**What to produce:** Show all lines containing "contracts" from the data below.

**Stored data:**
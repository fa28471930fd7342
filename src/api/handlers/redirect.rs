//! Handler for alias redirects.

use axum::{
    extract::{Path, State},
    response::Redirect,
};

use crate::domain::repositories::UrlGetter;
use crate::error::AppError;
use crate::state::AppState;

/// Redirects an alias to its target URL.
///
/// # Endpoint
///
/// `GET /{alias}`
///
/// Returns 307 Temporary Redirect, or 404 if the alias is unknown.
pub async fn redirect_handler<R>(
    Path(alias): Path<String>,
    State(state): State<AppState<R>>,
) -> Result<Redirect, AppError>
where
    R: UrlGetter + 'static,
{
    let url = state.url_service.resolve(&alias).await?;

    tracing::debug!(alias = %alias, url = %url, "redirecting");

    Ok(Redirect::temporary(&url))
}
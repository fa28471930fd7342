//! CLI administration tool for alias-shortener.
//!
//! Works directly against the database, without the HTTP API.
//!
//! # Usage
//!
//! ```bash
//! # Save a URL under a generated alias
//! cargo run --bin admin -- save https://example.com
//!
//! # Save a URL under a chosen alias
//! cargo run --bin admin -- save https://example.com --alias docs
//!
//! # Show a mapping
//! cargo run --bin admin -- get docs
//!
//! # Delete a mapping
//! cargo run --bin admin -- delete docs
//!
//! # Check database connection
//! cargo run --bin admin -- db check
//! ```
//!
//! # Environment Variables
//!
//! Same as the server (`DATABASE_URL`, `ALIAS_LENGTH`, `DOMAIN_PREFIX`, ...).

use alias_shortener::application::services::UrlService;
use alias_shortener::config::{self, Config};
use alias_shortener::domain::repositories::UrlRepository;
use alias_shortener::infrastructure::persistence::SqliteUrlRepository;
use alias_shortener::server::open_repository;

use anyhow::Result;
use clap::{Parser, Subcommand};
use colored::*;
use dialoguer::Confirm;
use std::sync::Arc;
use tracing_subscriber::EnvFilter;

/// CLI tool for managing alias-shortener.
#[derive(Parser)]
#[command(name = "admin")]
#[command(author, version, about, long_about = None)]
struct Cli {
    #[command(subcommand)]
    command: Commands,
}

/// Top-level commands.
#[derive(Subcommand)]
enum Commands {
    /// Save a URL
    Save {
        /// The URL to shorten
        url: String,

        /// Alias to use (generated if omitted)
        #[arg(short, long)]
        alias: Option<String>,
    },

    /// Show the record stored under an alias
    Get {
        /// Alias to look up
        alias: String,
    },

    /// Delete the record stored under an alias
    Delete {
        /// Alias to delete
        alias: String,

        /// Skip confirmation prompt
        #[arg(short = 'y', long)]
        yes: bool,
    },

    /// Database operations
    Db {
        #[command(subcommand)]
        action: DbAction,
    },
}

/// Database operation subcommands.
#[derive(Subcommand)]
enum DbAction {
    /// Check database connection
    Check,
}

#[tokio::main]
async fn main() -> Result<()> {
    // Load environment variables from .env file
    dotenvy::dotenv().ok();

    let cli = Cli::parse();
    let config = config::load_from_env()?;

    // Storage causes are only reported through logs
    tracing_subscriber::fmt()
        .with_env_filter(EnvFilter::new("warn"))
        .with_target(false)
        .init();

    let repository = Arc::new(open_repository(&config).await?);
    let service = UrlService::new(repository.clone(), config.alias_length);

    match cli.command {
        Commands::Save { url, alias } => save(&service, &config, url, alias).await?,
        Commands::Get { alias } => get(&service, &config, &alias).await?,
        Commands::Delete { alias, yes } => delete(&service, &alias, yes).await?,
        Commands::Db { action } => match action {
            DbAction::Check => check_db(&repository, &config).await?,
        },
    }

    Ok(())
}

async fn save<R: UrlRepository>(
    service: &UrlService<R>,
    config: &Config,
    url: String,
    alias: Option<String>,
) -> Result<()> {
    let alias = service
        .shorten(&url, alias)
        .await
        .map_err(|e| anyhow::anyhow!("Failed to save URL: {}", e))?;

    println!("{}", "✅ URL saved".green().bold());
    println!("  Alias: {}", alias.cyan());
    println!(
        "  Link:  {}",
        format!("{}{}", config.domain_prefix, alias).bright_yellow()
    );

    Ok(())
}

async fn get<R: UrlRepository>(
    service: &UrlService<R>,
    config: &Config,
    alias: &str,
) -> Result<()> {
    let record = service
        .inspect(alias)
        .await
        .map_err(|e| anyhow::anyhow!("Failed to look up '{}': {}", alias, e))?;

    println!("{}", "Record:".bright_white().bold());
    println!("  ID:      {}", record.id);
    println!("  Alias:   {}", record.alias.cyan());
    println!(
        "  Link:    {}",
        format!("{}{}", config.domain_prefix, record.alias).bright_yellow()
    );
    println!("  Target:  {}", record.target_url);
    println!("  Created: {}", record.created_at.format("%Y-%m-%d %H:%M:%S"));
    println!("  Updated: {}", record.updated_at.format("%Y-%m-%d %H:%M:%S"));

    Ok(())
}

/// Deletes a mapping after confirmation (unless `--yes`).
async fn delete<R: UrlRepository>(
    service: &UrlService<R>,
    alias: &str,
    skip_confirm: bool,
) -> Result<()> {
    if !skip_confirm {
        let confirmed = Confirm::new()
            .with_prompt(format!("Delete alias '{}'?", alias))
            .default(false)
            .interact()?;

        if !confirmed {
            println!("{}", "❌ Cancelled".red());
            return Ok(());
        }
    }

    let deleted_url = service
        .remove(alias)
        .await
        .map_err(|e| anyhow::anyhow!("Failed to delete '{}': {}", alias, e))?;

    println!("{}", "✅ Deleted".green().bold());
    println!("  URL: {}", deleted_url);

    Ok(())
}

async fn check_db(repository: &SqliteUrlRepository, config: &Config) -> Result<()> {
    println!("{}", "Checking database connection...".bright_white());

    match repository.ping().await {
        Ok(()) => {
            println!("{}", "✅ Database reachable".green().bold());
            println!("  {}", config.database_url.dimmed());
        }
        Err(e) => {
            println!("{} {}", "❌ Database check failed:".red().bold(), e);
            anyhow::bail!("database check failed");
        }
    }

    Ok(())
}
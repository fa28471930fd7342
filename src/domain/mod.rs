//! Domain layer containing entities, storage errors and repository traits.
//!
//! # Architecture
//!
//! - [`entities`] - Core data structures
//! - [`errors`] - Typed storage failures
//! - [`repositories`] - Storage capability trait definitions
//!
//! # Design Principles
//!
//! - Domain layer has no dependencies on infrastructure or presentation layers
//! - Repository traits define contracts implemented by infrastructure layer

pub mod entities;
pub mod errors;
pub mod repositories;
//! Infrastructure layer for external integrations.
//!
//! This layer implements interfaces defined by the domain layer.
//!
//! # Modules
//!
//! - [`persistence`] - SQLite repository implementations

pub mod persistence;
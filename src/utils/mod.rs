//! Utility functions.
//!
//! - [`alias_generator`] - Random alias generation and custom alias checks
//! - [`url_normalizer`] - Target URL checks and canonical form

pub mod alias_generator;
pub mod url_normalizer;
//! HTTP middleware for request processing.
//!
//! Provides request correlation and observability middleware.

pub mod request_id;
pub mod tracing;
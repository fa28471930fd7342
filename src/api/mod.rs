//! REST API layer for HTTP request/response handling.
//!
//! This layer translates HTTP requests into service calls and formats
//! responses according to API contracts.
//!
//! # Modules
//!
//! - [`dto`] - Data Transfer Objects for request/response serialization
//! - [`handlers`] - HTTP request handlers
//! - [`middleware`] - Request id and tracing middleware
//! - [`routes`] - Route configuration

pub mod dto;
pub mod handlers;
pub mod middleware;
pub mod routes;
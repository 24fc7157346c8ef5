//! Core data model: messages, sessions, episodic chunks, and the
//! plain chat message shape exchanged with the LLM/search gateways.

use chrono::{DateTime, Utc};
use serde::{Deserialize, Serialize};

pub type MessageId = i64;
pub type SessionId = String;
pub type UserId = String;
pub type ChunkId = String;

#[derive(Debug, Clone, Copy, PartialEq, Eq, Serialize, Deserialize)]
#[serde(rename_all = "lowercase")]
pub enum Role {
    User,
    Assistant,
    System,
}

impl Role {
    pub fn as_str(&self) -> &'static str {
        match self {
            Role::User => "user",
            Role::Assistant => "assistant",
            Role::System => "system",
        }
    }
}

impl std::str::FromStr for Role {
    type Err = anyhow::Error;
    fn from_str(s: &str) -> Result<Self, Self::Err> {
        match s {
            "user" => Ok(Role::User),
            "assistant" => Ok(Role::Assistant),
            "system" => Ok(Role::System),
            other => Err(anyhow::anyhow!("unknown role: {other}")),
        }
    }
}

#[derive(Debug, Clone, Copy, PartialEq, Eq, Serialize, Deserialize)]
#[serde(rename_all = "snake_case")]
pub enum MemoryStatus {
    Contextual,
    Episodic,
}

impl MemoryStatus {
    pub fn as_str(&self) -> &'static str {
        match self {
            MemoryStatus::Contextual => "contextual",
            MemoryStatus::Episodic => "episodic",
        }
    }
}

impl std::str::FromStr for MemoryStatus {
    type Err = anyhow::Error;
    fn from_str(s: &str) -> Result<Self, Self::Err> {
        match s {
            "contextual" => Ok(MemoryStatus::Contextual),
            "episodic" => Ok(MemoryStatus::Episodic),
            other => Err(anyhow::anyhow!("unknown memory status: {other}")),
        }
    }
}

/// One dialogue turn atom, the tiered message of the memory model.
#[derive(Debug, Clone, Serialize, Deserialize)]
pub struct Message {
    pub id: MessageId,
    pub session_id: SessionId,
    pub user_id: UserId,
    pub role: Role,
    pub timestamp: DateTime<Utc>,
    pub content_full: String,
    pub content_medium: String,
    pub content_short: String,
    pub required_tier: u8,
    pub memory_status: MemoryStatus,
    pub importance_score: i64,
    pub was_recalled: bool,
}

impl Message {
    /// The content at the message's current `required_tier`.
    pub fn content_at_required_tier(&self) -> &str {
        match self.required_tier {
            1 => &self.content_short,
            2 => &self.content_medium,
            _ => &self.content_full,
        }
    }

    pub fn content_at_tier(&self, tier: u8) -> &str {
        match tier {
            1 => &self.content_short,
            2 => &self.content_medium,
            _ => &self.content_full,
        }
    }
}

/// Parameters for creating a new message; the store assigns `id`.
#[derive(Debug, Clone)]
pub struct NewMessage {
    pub session_id: SessionId,
    pub user_id: UserId,
    pub role: Role,
    pub content_full: String,
    pub content_medium: String,
    pub content_short: String,
    pub required_tier: u8,
    pub memory_status: MemoryStatus,
    pub importance_score: i64,
}

#[derive(Debug, Clone, Serialize, Deserialize)]
pub struct Session {
    pub id: SessionId,
    pub user_id: UserId,
    pub title: Option<String>,
    pub created_at: DateTime<Utc>,
    pub last_activity_at: DateTime<Utc>,
    pub metadata: serde_json::Value,
}

/// One archived (user input, assistant full reply) pairing inside an
/// episodic chunk's `raw_turns`.
#[derive(Debug, Clone, Serialize, Deserialize)]
pub struct Turn {
    pub user_message_id: MessageId,
    pub user_content: String,
    pub assistant_message_id: MessageId,
    pub assistant_content: String,
    pub timestamp: DateTime<Utc>,
}

#[derive(Debug, Clone, Serialize, Deserialize)]
pub struct EpisodicChunk {
    pub id: ChunkId,
    pub session_id: SessionId,
    pub user_id: UserId,
    pub created_at: DateTime<Utc>,
    pub raw_turns: Vec<Turn>,
    pub summary: String,
    pub summary_failed: bool,
}

#[derive(Debug, Clone)]
pub struct NewEpisodicChunk {
    pub session_id: SessionId,
    pub user_id: UserId,
    pub raw_turns: Vec<Turn>,
}

/// A scored episodic retrieval hit.
#[derive(Debug, Clone, Serialize, Deserialize)]
pub struct EpisodicHit {
    pub score: f64,
    pub chunk_id: ChunkId,
    pub summary: String,
    pub timestamp: DateTime<Utc>,
}

/// The plain wire-format chat message exchanged with the LLM gateway,
/// distinct from the richer persisted `Message` above.
#[derive(Debug, Clone, Serialize, Deserialize)]
pub struct ChatMessage {
    pub role: String,
    pub content: String,
}

/// Runtime, in-memory session context held while a session is active.
#[derive(Debug, Clone, Default)]
pub struct SessionContext {
    pub current_summary: String,
}
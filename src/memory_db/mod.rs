//! Memory database: SQLite-based storage for sessions, tiered
//! messages, episodic chunks, and per-user facts, wired over one
//! shared `r2d2` connection pool.

pub mod episodic_store;
pub mod fact_store;
pub mod message_store;
pub mod migration;
pub mod schema;

pub use episodic_store::{EpisodicStore, SqliteEpisodicStore};
pub use fact_store::{FactStore, SqliteFactStore};
pub use message_store::{InMemoryMessageStore, MessageStore, SqliteMessageStore};
pub use migration::MigrationManager;
pub use schema::DatabaseStats;

use std::path::Path;
use std::sync::Arc;

use r2d2::Pool;
use r2d2_sqlite::SqliteConnectionManager;
use rusqlite::params;
use tracing::info;

use crate::domain::{Session, SessionId, UserId};

pub struct MemoryDatabase {
    pub messages: Arc<dyn MessageStore>,
    pub episodic: Arc<dyn EpisodicStore>,
    pub facts: Arc<dyn FactStore>,
    pool: Arc<Pool<SqliteConnectionManager>>,
}

impl MemoryDatabase {
    pub fn new(db_path: &Path) -> anyhow::Result<Self> {
        info!("Opening memory database at: {}", db_path.display());
        if let Some(parent) = db_path.parent() {
            if !parent.as_os_str().is_empty() {
                std::fs::create_dir_all(parent)?;
            }
        }
        let manager = SqliteConnectionManager::file(db_path).with_flags(
            rusqlite::OpenFlags::SQLITE_OPEN_READ_WRITE
                | rusqlite::OpenFlags::SQLITE_OPEN_CREATE
                | rusqlite::OpenFlags::SQLITE_OPEN_FULL_MUTEX,
        );
        let pool = Pool::builder()
            .max_size(10)
            .build(manager)
            .map_err(|e| anyhow::anyhow!("Failed to create connection pool: {e}"))?;

        {
            let mut conn = pool.get()?;
            let mut migrator = migration::MigrationManager::new(&mut conn);
            migrator.initialize_database()?;
            conn.execute_batch("PRAGMA busy_timeout = 5000;")?;
        }

        let pool = Arc::new(pool);
        info!("Memory database initialized successfully");
        Ok(Self::from_pool(pool))
    }

    pub fn new_in_memory() -> anyhow::Result<Self> {
        let manager = SqliteConnectionManager::memory();
        let pool = Pool::builder().max_size(5).build(manager)?;
        {
            let conn = pool.get()?;
            conn.execute_batch(schema::SCHEMA_SQL)?;
        }
        Ok(Self::from_pool(Arc::new(pool)))
    }

    fn from_pool(pool: Arc<Pool<SqliteConnectionManager>>) -> Self {
        Self {
            messages: Arc::new(SqliteMessageStore::new(Arc::clone(&pool))),
            episodic: Arc::new(SqliteEpisodicStore::new(Arc::clone(&pool))),
            facts: Arc::new(SqliteFactStore::new(Arc::clone(&pool))),
            pool,
        }
    }

    pub fn get_stats(&self) -> anyhow::Result<DatabaseStats> {
        let conn = self.pool.get()?;
        migration::get_database_stats(&conn)
    }

    pub fn cleanup_old_sessions(&self, older_than_days: i32) -> anyhow::Result<usize> {
        let mut conn = self.pool.get()?;
        let mut migrator = migration::MigrationManager::new(&mut conn);
        migrator.cleanup_old_sessions(older_than_days)
    }

    pub fn create_session(&self, session_id: &SessionId, user_id: &UserId, title: Option<&str>) -> anyhow::Result<()> {
        let conn = self.pool.get()?;
        let now = chrono::Utc::now().to_rfc3339();
        conn.execute(
            "INSERT INTO sessions (id, user_id, title, created_at, last_activity_at) VALUES (?1, ?2, ?3, ?4, ?4)",
            params![session_id, user_id, title, now],
        )?;
        Ok(())
    }

    pub fn touch_session(&self, session_id: &SessionId) -> anyhow::Result<()> {
        let conn = self.pool.get()?;
        conn.execute(
            "UPDATE sessions SET last_activity_at = ?2 WHERE id = ?1",
            params![session_id, chrono::Utc::now().to_rfc3339()],
        )?;
        Ok(())
    }

    pub fn get_session(&self, session_id: &SessionId) -> anyhow::Result<Option<Session>> {
        let conn = self.pool.get()?;
        let result = conn.query_row("SELECT * FROM sessions WHERE id = ?1", params![session_id], |row| {
            let created_at_str: String = row.get("created_at")?;
            let last_activity_str: String = row.get("last_activity_at")?;
            let metadata_str: String = row.get("metadata")?;
            Ok(Session {
                id: row.get("id")?,
                user_id: row.get("user_id")?,
                title: row.get("title")?,
                created_at: chrono::DateTime::parse_from_rfc3339(&created_at_str)
                    .map(|d| d.with_timezone(&chrono::Utc))
                    .unwrap_or_else(|_| chrono::Utc::now()),
                last_activity_at: chrono::DateTime::parse_from_rfc3339(&last_activity_str)
                    .map(|d| d.with_timezone(&chrono::Utc))
                    .unwrap_or_else(|_| chrono::Utc::now()),
                metadata: serde_json::from_str(&metadata_str).unwrap_or(serde_json::json!({})),
            })
        });
        match result {
            Ok(session) => Ok(Some(session)),
            Err(rusqlite::Error::QueryReturnedNoRows) => Ok(None),
            Err(e) => Err(e.into()),
        }
    }

    pub fn list_sessions_for_user(&self, user_id: &UserId) -> anyhow::Result<Vec<Session>> {
        let conn = self.pool.get()?;
        let mut stmt = conn.prepare("SELECT * FROM sessions WHERE user_id = ?1 ORDER BY last_activity_at DESC")?;
        let rows = stmt.query_map(params![user_id], |row| {
            let created_at_str: String = row.get("created_at")?;
            let last_activity_str: String = row.get("last_activity_at")?;
            let metadata_str: String = row.get("metadata")?;
            Ok(Session {
                id: row.get("id")?,
                user_id: row.get("user_id")?,
                title: row.get("title")?,
                created_at: chrono::DateTime::parse_from_rfc3339(&created_at_str)
                    .map(|d| d.with_timezone(&chrono::Utc))
                    .unwrap_or_else(|_| chrono::Utc::now()),
                last_activity_at: chrono::DateTime::parse_from_rfc3339(&last_activity_str)
                    .map(|d| d.with_timezone(&chrono::Utc))
                    .unwrap_or_else(|_| chrono::Utc::now()),
                metadata: serde_json::from_str(&metadata_str).unwrap_or(serde_json::json!({})),
            })
        })?;
        Ok(rows.collect::<rusqlite::Result<Vec<_>>>()?)
    }

    pub fn delete_session(&self, session_id: &SessionId) -> anyhow::Result<()> {
        let conn = self.pool.get()?;
        conn.execute("DELETE FROM sessions WHERE id = ?1", params![session_id])?;
        Ok(())
    }
}

impl Drop for MemoryDatabase {
    fn drop(&mut self) {
        if let Ok(conn) = self.pool.get() {
            let _ = conn.execute_batch("PRAGMA wal_checkpoint(TRUNCATE);");
        }
    }
}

**Response area:**
//! - Repository traits define contracts implemented by infrastructure layer
//! responses according to API contracts.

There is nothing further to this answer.